キャンプやバーベキューなど野外で食べるご飯は、家で食べるご飯より旨い。広い景色を眺めながら飲む登山でのコーヒーも旨い。
アウトドアでの食事を人は何故美味しいと感じるのか。
長いあいだ不思議に思っていましたが、 先日スノーピークの店頭で配られている冊子を読んでその原因のひとつがわかりました。
「脳はキャンプをしたがっている?」という、脳科学研究者の池谷祐二(いけがや ゆうじ)薬学博士(東京大学・大学院薬学系研究科 教授)のコラムにはこのように書かれていました。
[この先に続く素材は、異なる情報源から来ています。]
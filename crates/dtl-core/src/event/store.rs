//! Transaction log storage.

use std::collections::HashMap;

use crate::event::types::{TransactionEvent, TransactionEventKind};

/// Append-only log of transaction events, keyed by stream name: an engine
/// never mutates history, it only appends and later queries by sequence.
pub trait TransactionLog {
    fn append(&mut self, stream: &str, kind: TransactionEventKind, sim_time: f64) -> TransactionEvent;
    fn list(&self, stream: &str) -> Vec<TransactionEvent>;
    /// Committed transactions for `variable` published by `publisher`, in
    /// commit order. Used to resolve `TransactionSelection::{Single,Range}`.
    fn committed_for(&self, stream: &str, variable: &str, publisher: &str) -> Vec<TransactionEvent>;
}

#[derive(Debug, Default)]
pub struct InMemoryTransactionLog {
    events: HashMap<String, Vec<TransactionEvent>>,
    next_seq: u64,
}

impl InMemoryTransactionLog {
    pub fn new() -> Self {
        Self { events: HashMap::new(), next_seq: 0 }
    }
}

impl TransactionLog for InMemoryTransactionLog {
    fn append(&mut self, stream: &str, kind: TransactionEventKind, sim_time: f64) -> TransactionEvent {
        let seq = self.next_seq;
        self.next_seq += 1;
        let event = TransactionEvent { seq, stream: stream.to_string(), kind, sim_time };
        self.events.entry(stream.to_string()).or_default().push(event.clone());
        event
    }

    fn list(&self, stream: &str) -> Vec<TransactionEvent> {
        self.events.get(stream).cloned().unwrap_or_default()
    }

    fn committed_for(&self, stream: &str, variable: &str, publisher: &str) -> Vec<TransactionEvent> {
        self.list(stream)
            .into_iter()
            .filter(|e| matches!(&e.kind, TransactionEventKind::Committed { variable: v, publisher: p, .. } if v == variable && p == publisher))
            .collect()
    }
}

#[cfg(test)]
mod tests {
    use super::*;

    #[test]
    fn append_and_list_preserve_order() {
        let mut log = InMemoryTransactionLog::new();
        log.append("s1", TransactionEventKind::Committed { variable: "v".into(), publisher: "p0".into(), local_size: 8, fingerprint: "abc".into() }, 0.0);
        log.append("s1", TransactionEventKind::Committed { variable: "v".into(), publisher: "p0".into(), local_size: 8, fingerprint: "def".into() }, 1.0);
        let events = log.list("s1");
        assert_eq!(events.len(), 2);
        assert_eq!(events[0].seq, 0);
        assert_eq!(events[1].seq, 1);
    }

    #[test]
    fn committed_for_filters_by_variable_and_publisher() {
        let mut log = InMemoryTransactionLog::new();
        log.append("s1", TransactionEventKind::Committed { variable: "v".into(), publisher: "p0".into(), local_size: 8, fingerprint: "a".into() }, 0.0);
        log.append("s1", TransactionEventKind::Committed { variable: "v".into(), publisher: "p1".into(), local_size: 8, fingerprint: "b".into() }, 0.0);
        let p0_only = log.committed_for("s1", "v", "p0");
        assert_eq!(p0_only.len(), 1);
    }
}
//! Transaction log event types.
//!
//! An append-only, sequence-numbered record per Stream rather than mutable
//! state, so a subscriber can replay "what did publisher P commit as
//! transaction N" by reconstructing it from the event log.

use serde::{Deserialize, Serialize};

/// What happened to one publisher's data inside a Stream.
#[derive(Debug, Clone, PartialEq, Serialize, Deserialize)]
pub enum TransactionEventKind {
    /// A publisher committed a transaction for `variable`, with the given
    /// local byte size (post-reduction, if any was applied) and a content
    /// fingerprint derived from the transaction manifest.
    Committed { variable: String, publisher: String, local_size: u64, fingerprint: String },
    /// A subscriber completed a `get` against a committed transaction.
    Consumed { variable: String, subscriber: String, transaction_seq: u64 },
}

#[derive(Debug, Clone, PartialEq, Serialize, Deserialize)]
pub struct TransactionEvent {
    pub seq: u64,
    pub stream: String,
    pub kind: TransactionEventKind,
    /// Simulated time at which this event was recorded.
    pub sim_time: f64,
}
//! `Stream`: named coupling channel binding a metadata store to an Engine
//! type + Transport method.
//!
//! A `Stream` is a cheap-to-clone handle over mutex-guarded shared state:
//! every actor that has the Stream in scope (via `Dtl::add_stream`) sees
//! the *same* Variable registry, publisher/subscriber counters, and
//! transaction log, shared by all connected actors the way a process-wide
//! map would be. The simulator this crate targets is cooperative
//! (mutation between yield points is safe), so a `std::sync::Mutex`
//! guarding short, non-yielding critical sections is sufficient without
//! needing the mutation itself to ever block on I/O.

use std::collections::BTreeMap;
use std::sync::{Arc, Mutex};

use indexmap::IndexMap;
use log::{debug, info};

use crate::collab::{FileSystemBackend, NetworkBackend, SimClock};
use crate::engine::{Engine, FileEngine, Mode, StagingEngine};
use crate::errors::DtlError;
use crate::event::{InMemoryTransactionLog, TransactionEvent, TransactionEventKind, TransactionLog};
use crate::model::reduction::{attach_reduction, AttachedReduction, ReductionKind, ReductionParams};
use crate::model::variable::validate_definition;
use crate::model::Variable;
use crate::transport::{check_combination, EngineType, TransportMethod};

/// Canonical record for one Variable name within a Stream's metadata
/// store: the identity (shape/element_size) every co-defining actor must
/// agree on, the local slab each publisher has registered under that name
/// (used by the intersection arithmetic in `selection`), and any
/// reduction a publisher has attached (propagated to subscribers on
/// `inquire_variable`).
#[derive(Debug, Clone)]
pub(crate) struct VariableRecord {
    pub shape: Vec<u64>,
    pub element_size: u64,
    pub publisher_regions: BTreeMap<String, (Vec<u64>, Vec<u64>)>,
    pub publisher_reduction: Option<AttachedReduction>,
}

impl VariableRecord {
    fn same_identity(&self, shape: &[u64], element_size: u64) -> bool {
        self.shape == shape && self.element_size == element_size
    }
}

#[derive(Debug)]
struct StreamInner {
    name: String,
    engine_type: Option<EngineType>,
    transport_method: Option<TransportMethod>,
    metadata_export: bool,
    locked_by_preset: bool,
    variables: IndexMap<String, VariableRecord>,
    num_publishers: u64,
    num_subscribers: u64,
    next_file_publisher_index: u64,
    file_publisher_index: IndexMap<String, u64>,
    tx_log: InMemoryTransactionLog,
}

/// Named coupling channel; see module docs.
#[derive(Debug, Clone)]
pub struct Stream {
    inner: Arc<Mutex<StreamInner>>,
}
・「快感の報酬」で考えると、安全な巣(屋内)で食べるより未知で危険な屋外で食べると快感が大きくなる。
・快感の報酬は差分に反応する。苦痛で辛い山を登る行程を経て、安全に周りを見渡せる山頂に着いてのご飯は大きな差分の報酬になる。
引用:「スノーピーク 子供と親の読本」より
つまり、 安心できる家以外の非日常の場所で食べると、おいしく感じる。 しんどい思いをして料理に手間がかかった分、おいしく感じる。 という事。
レストランなどで外食するのが美味しいのはもちろん、飯盒で米を炊くのに手間がかかったカレーが旨いのも、汗を流して山を登ったあとのご飯が美味しいのも、脳科学的に「快感の報酬の差分」の影響を受けているからと考えられます。
となると、コーヒー登山ではこういった山コーヒーが美味しくなります。
「人里離れた初めて訪れる山奥にて、生豆から焙煎して、コーヒーミルで挽いて、枯れ木を集めてお湯を沸かして、パーコレーターで火加減を調節しながら時間をかけて淹れるコーヒー」
これは私が実際に「山と珈琲 八経ヶ岳編」でやった山コーヒーなのですが、コーヒーを飲むまでに1時間くらいかかったので確かに「コーヒー以上の味がするコーヒー」になりました。
アウトドアで美味しいご飯を食べようと思ったら、「人間の文明」から出来るだけ遠ざかった場所へ。人工物が視界に無く、携帯の電波も届かない。「日常」から遠ざかるほど美味しくなります。
そして、いつもより手間と時間をかけて料理を楽しむ。 自然味溢れるちょっと不便なキャンプ場での調理や、お湯を入れるだけのインスタントコーヒーではなくコーヒーミルでゴリゴリと挽いてのコーヒー。
すべてが快適・お手軽になってしまった現代、「感動する感覚」が麻痺している人が増えてきているように感じます。
人間の祖先がやっていた不便な生活の方が、美味しさはもちろん、「生きる喜び」を強く感じるように出来ているのではないでしょうか。
人生が豊かになる鍵は、アウトドアが握っているのかもしれません。